O “senhor FMI” português, Manuel Jacinto Nunes, o homem que há meio século negociou a adesão portuguesa à instituição, alertou em entrevista à agência Lusa que se Portugal “não tem juízo” o Fundo vai acabar por intervir, e com “mão-de-ferro”.

Foi a Jacinto Nunes, hoje com 84 anos, que Portugal confiou o trabalho de adesão ao Fundo Monetário Internacional (FMI), que acabou por concretizar-se a 21 de Novembro de 1960. Sempre que a história do Fundo se cruzou com a História de Portugal, foi em Jacinto Nunes que se cruzou. O “senhor FMI” deixa agora um alerta: “Se a gente não tem juízo, o FMI acaba por vir e isso é mau. Eles são, naturalmente, um bocadinho mais rigorosos. Nós temos medo de aleijar”, disse Jacinto Nunes.

O que há para fazer, segundo Jacinto Nunes, é óbvio – controlar a despesa pública de uma vez por todas, para evitar a terceira entrada do FMI em 50 anos, agora que ele já está às portas da Irlanda, depois de ter entrado em casa e nas carteiras dos gregos.

“Há despesas que vão ser cumpridas – o corte nos funcionários, essas coisas. Mas aquele conjunto de despesas que estão um pouco indiscriminadas vai exigir muita coisa já personalizada, e os governos não querem desagradar. É natural. Já sabem que, desagradando, depois pagam”, afirmou.

Jacinto Lopes aponta 2009 como o início das preocupações actuais. Além da diminuição do IVA e do aumento dos funcionários públicos, o grande erro foi alterar as taxas de juro dos certificados de aforro. “Foram centenas de milhões de euros que fugiram. Uma parvoíce, porque substituíram dívida interna, dívida dos portugueses, que não exerce uma pressão tão grande sobre os governos, por dívida externa”, defendeu.

Depois de colocar Portugal na instituição, o economista foi o primeiro governador português no FMI – entre 1960 e 1975 e, depois, entre 1980 e 1985. Na altura, o Banco de Portugal era uma sociedade anónima de responsabilidade limitada, com capital de 100 mil contos. Para entrar no FMI, Portugal teve de pagar uma quota de 60 milhões de dólares, o mesmo que a Jugoslávia tinha pago e mais 20 milhões do que a Grécia.

“O Banco de Portugal entregou 15 milhões de dólares ao Fundo, e o Estado pagava-nos, por essas cedências, um oitavo por cento de juro.

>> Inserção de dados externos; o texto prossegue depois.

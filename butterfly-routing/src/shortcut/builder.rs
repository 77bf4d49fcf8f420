//! Shortcut contraction for one hierarchy level
//!
//! A chain is a run of edges through nodes that only continue the road: the
//! node has exactly one way back and one way on among edges at least as
//! important as the road itself, and the way on has the same class, speeds
//! and access. Side roads of lesser importance (driveways, service roads)
//! do not break a chain.
//!
//! Each chain becomes one shortcut edge in its start node's tile. The
//! shortcut's speed is the length-weighted aggregate including the delay at
//! every interior node, and the tile's shortcut table records the ordered
//! original edges so the chain can be recovered exactly.

use std::collections::BTreeMap;

use butterfly_common::{Error, GraphId, Result};
use butterfly_io::{
    hierarchy, DirectedEdge, GraphTile, Node, ShortcutEntry, TileBuilder, TileSink, TileSource,
};
use rustc_hash::FxHashSet;
use tracing::{debug, info, trace};

use crate::config::ContractConfig;

/// Seconds lost passing through a node from one edge onto the next
pub trait TurnDelay {
    fn delay(&self, node_id: GraphId, node: &Node, inbound: GraphId, outbound: GraphId) -> f64;
}

/// Uses the pass-through delay stored on each node
#[derive(Debug, Clone, Copy, Default)]
pub struct NodeTurnDelay;

impl TurnDelay for NodeTurnDelay {
    fn delay(&self, _node_id: GraphId, node: &Node, _inbound: GraphId, _outbound: GraphId) -> f64 {
        node.turn_delay_secs()
    }
}

/// Delay from a closure `(node, inbound, outbound) -> seconds`
pub struct TurnDelayFn<F>(pub F);

impl<F> TurnDelay for TurnDelayFn<F>
where
    F: Fn(GraphId, GraphId, GraphId) -> f64,
{
    fn delay(&self, node_id: GraphId, _node: &Node, inbound: GraphId, outbound: GraphId) -> f64 {
        (self.0)(node_id, inbound, outbound)
    }
}

#[derive(Debug, Clone, Default, PartialEq, Eq)]
pub struct ContractStats {
    pub level: u8,
    pub tiles: usize,
    pub nodes: usize,
    pub original_edges: usize,
    /// Shortcuts from an earlier run, removed before rebuilding
    pub removed_shortcuts: usize,
    pub chains: usize,
    pub loops_skipped: usize,
    pub shortcuts: usize,
    /// Original edges covered by a shortcut
    pub contracted_edges: usize,
}

/// Contract `level` in place using each node's stored turn delay
pub fn contract<S>(store: &S, level: u8, config: &ContractConfig) -> Result<ContractStats>
where
    S: TileSource + TileSink + ?Sized,
{
    contract_with(store, level, config, &NodeTurnDelay)
}

/// Contract `level` in place with a custom delay model
pub fn contract_with<S, D>(
    store: &S,
    level: u8,
    config: &ContractConfig,
    delays: &D,
) -> Result<ContractStats>
where
    S: TileSource + TileSink + ?Sized,
    D: TurnDelay + ?Sized,
{
    let mut builder = ShortcutBuilder::load(store, level, config)?;
    builder.build(delays)?;
    builder.write(store)?;
    Ok(builder.stats().clone())
}

type PendingShortcut = (DirectedEdge, ShortcutEntry);
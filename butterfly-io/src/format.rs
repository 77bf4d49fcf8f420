//! Tile binary layout
//!
//! All integers are little-endian. A tile file is:
//!
//! ```text
//! Header (80 bytes):
//!   magic:            u32 = 0x4C544742  // "BGTL"
//!   version:          u16 = 1
//!   reserved:         u16
//!   tile_id:          u64               // GraphId with entity index 0
//!   min_lat, min_lon: i32               // 1e-7 degrees
//!   max_lat, max_lon: i32
//!   node_count:       u32
//!   edge_count:       u32
//!   shortcut_count:   u32               // shortcut table entries
//!   node_offset:      u32               // byte offsets from file start
//!   edge_offset:      u32
//!   shortcut_offset:  u32
//!   total_size:       u32
//!   reserved:         u32
//!   body_crc64:       u64               // CRC-64 of bytes [80, total_size)
//!   padding:          [u8; 8]
//!
//! Node records (24 bytes each), directed edge records (24 bytes each),
//! then the shortcut table:
//!   per entry: shortcut id u64, time_ds u32, truck_time_ds u32,
//!              count u32, reserved u32, count x u64 constituent ids
//! ```

use butterfly_common::{Error, GraphId, Result};

pub const MAGIC: u32 = 0x4C544742; // "BGTL"
pub const VERSION: u16 = 1;

pub const HEADER_SIZE: usize = 80;
/// Position of `body_crc64` inside the header
pub const BODY_CRC_OFFSET: usize = 64;
pub const NODE_SIZE: usize = 24;
pub const EDGE_SIZE: usize = 24;
pub const SHORTCUT_ENTRY_HEADER_SIZE: usize = 24;
pub const SHORTCUT_ID_SIZE: usize = 8;

/// Fixed-point scale for coordinates
pub const COORD_SCALE: f64 = 10_000_000.0;

const FLAG_SHORTCUT: u8 = 0x01;

/// Access bitmask values, checked by callers against edge masks
pub mod access {
    pub const AUTO: u16 = 1 << 0;
    pub const TRUCK: u16 = 1 << 1;
    pub const BICYCLE: u16 = 1 << 2;
    pub const PEDESTRIAN: u16 = 1 << 3;
    pub const BUS: u16 = 1 << 4;
    pub const ALL: u16 = AUTO | TRUCK | BICYCLE | PEDESTRIAN | BUS;
    pub const NONE: u16 = 0;
}

pub(crate) fn read_u16(b: &[u8], at: usize) -> u16 {
    u16::from_le_bytes([b[at], b[at + 1]])
}

pub(crate) fn read_u32(b: &[u8], at: usize) -> u32 {
    u32::from_le_bytes([b[at], b[at + 1], b[at + 2], b[at + 3]])
}

pub(crate) fn read_i32(b: &[u8], at: usize) -> i32 {
    i32::from_le_bytes([b[at], b[at + 1], b[at + 2], b[at + 3]])
}

pub(crate) fn read_u64(b: &[u8], at: usize) -> u64 {
    let mut buf = [0u8; 8];
    buf.copy_from_slice(&b[at..at + 8]);
    u64::from_le_bytes(buf)
}

fn to_fixed(deg: f64) -> i32 {
    (deg * COORD_SCALE).round() as i32
}

fn from_fixed(v: i32) -> f64 {
    v as f64 / COORD_SCALE
}

/// Road importance, most important first
#[repr(u8)]
#[derive(Debug, Clone, Copy, PartialEq, Eq, PartialOrd, Ord, Hash)]
pub enum RoadClass {
    Motorway = 0,
    Trunk = 1,
    Primary = 2,
    Secondary = 3,
    Tertiary = 4,
    Unclassified = 5,
    Residential = 6,
    Service = 7,
}

impl RoadClass {
    pub fn from_u8(v: u8) -> Result<Self> {
        Ok(match v {
            0 => RoadClass::Motorway,
            1 => RoadClass::Trunk,
            2 => RoadClass::Primary,
            3 => RoadClass::Secondary,
            4 => RoadClass::Tertiary,
            5 => RoadClass::Unclassified,
            6 => RoadClass::Residential,
            7 => RoadClass::Service,
            _ => return Err(Error::format(format!("invalid road class {v}"))),
        })
    }

    pub fn name(&self) -> &'static str {
        match self {
            RoadClass::Motorway => "motorway",
            RoadClass::Trunk => "trunk",
            RoadClass::Primary => "primary",
            RoadClass::Secondary => "secondary",
            RoadClass::Tertiary => "tertiary",
            RoadClass::Unclassified => "unclassified",
            RoadClass::Residential => "residential",
            RoadClass::Service => "service",
        }
    }

    /// True if `self` is at least as important as `other`
    pub fn at_least(&self, other: RoadClass) -> bool {
        *self <= other
    }
}

/// Geographic bounds of a tile
#[derive(Debug, Clone, Copy, PartialEq)]
pub struct TileBounds {
    pub min_lat: f64,
    pub min_lon: f64,
    pub max_lat: f64,
    pub max_lon: f64,
}

impl TileBounds {
    pub fn new(min_lat: f64, min_lon: f64, max_lat: f64, max_lon: f64) -> Self {
        Self {
            min_lat,
            min_lon,
            max_lat,
            max_lon,
        }
    }

    pub fn contains(&self, lat: f64, lon: f64) -> bool {
        lat >= self.min_lat && lat <= self.max_lat && lon >= self.min_lon && lon <= self.max_lon
    }
}

/// Decoded tile header
#[derive(Debug, Clone, PartialEq)]
pub struct TileHeader {
    pub version: u16,
    pub tile_id: GraphId,
    pub bounds: TileBounds,
    pub node_count: u32,
    pub edge_count: u32,
    pub shortcut_count: u32,
    pub node_offset: u32,
    pub edge_offset: u32,
    pub shortcut_offset: u32,
    pub total_size: u32,
    pub body_crc64: u64,
}

impl TileHeader {
    pub fn to_bytes(&self) -> Vec<u8> {
        let mut bytes = Vec::with_capacity(HEADER_SIZE);
        bytes.extend_from_slice(&MAGIC.to_le_bytes());
        bytes.extend_from_slice(&self.version.to_le_bytes());
        bytes.extend_from_slice(&0u16.to_le_bytes());
        bytes.extend_from_slice(&self.tile_id.raw().to_le_bytes());
        bytes.extend_from_slice(&to_fixed(self.bounds.min_lat).to_le_bytes());
        bytes.extend_from_slice(&to_fixed(self.bounds.min_lon).to_le_bytes());
        bytes.extend_from_slice(&to_fixed(self.bounds.max_lat).to_le_bytes());
        bytes.extend_from_slice(&to_fixed(self.bounds.max_lon).to_le_bytes());
        bytes.extend_from_slice(&self.node_count.to_le_bytes());
        bytes.extend_from_slice(&self.edge_count.to_le_bytes());
        bytes.extend_from_slice(&self.shortcut_count.to_le_bytes());
        bytes.extend_from_slice(&self.node_offset.to_le_bytes());
        bytes.extend_from_slice(&self.edge_offset.to_le_bytes());
        bytes.extend_from_slice(&self.shortcut_offset.to_le_bytes());
        bytes.extend_from_slice(&self.total_size.to_le_bytes());
        bytes.extend_from_slice(&0u32.to_le_bytes());
        bytes.extend_from_slice(&self.body_crc64.to_le_bytes());
        bytes.extend_from_slice(&[0u8; 8]);
        debug_assert_eq!(bytes.len(), HEADER_SIZE);
        bytes
    }

    /// Parse the fixed header. Only checks magic and version; offsets are
    /// validated against the buffer by the tile decoder.
    pub fn from_bytes(bytes: &[u8]) -> Result<Self> {
        if bytes.len() < HEADER_SIZE {
            return Err(Error::format(format!(
                "buffer of {} bytes is shorter than the {HEADER_SIZE}-byte header",
                bytes.len()
            )));
        }

        let magic = read_u32(bytes, 0);
        if magic != MAGIC {
            return Err(Error::format(format!(
                "invalid magic: expected 0x{MAGIC:08X}, got 0x{magic:08X}"
            )));
        }

        let version = read_u16(bytes, 4);
        if version != VERSION {
            return Err(Error::format(format!(
                "unsupported tile version {version} (expected {VERSION})"
            )));
        }

        Ok(Self {
            version,
            tile_id: GraphId::from_raw(read_u64(bytes, 8)),
            bounds: TileBounds {
                min_lat: from_fixed(read_i32(bytes, 16)),
                min_lon: from_fixed(read_i32(bytes, 20)),
                max_lat: from_fixed(read_i32(bytes, 24)),
                max_lon: from_fixed(read_i32(bytes, 28)),
            },
            node_count: read_u32(bytes, 32),
            edge_count: read_u32(bytes, 36),
            shortcut_count: read_u32(bytes, 40),
            node_offset: read_u32(bytes, 44),
            edge_offset: read_u32(bytes, 48),
            shortcut_offset: read_u32(bytes, 52),
            total_size: read_u32(bytes, 56),
            body_crc64: read_u64(bytes, BODY_CRC_OFFSET),
        })
    }
}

Os outros 45 milhões estavam depositados aqui no Banco de Portugal”, disse.

“Depois as quotas foram aumentando de 60 para 75, depois para cento e tal milhões de dólares. Nós fomos ao aumento, claro. Os países não eram obrigados, mas quem não fosse ficava na lista negra”, acrescentou.

Uma das memórias que destacou ainda foi a forma como foi feito o pagamento ao Fundo. “Entregámos o ouro. Tínhamos o ouro em Nova Iorque, depositado na Reserva Federal. Na altura, tínhamos em Nova Iorque, em Londres e na Suíça. Em Nova Iorque, o ouro estava numas paletes nas caves. Uma palete correspondente a 15 toneladas passou para o compartimento do Fundo”, contou.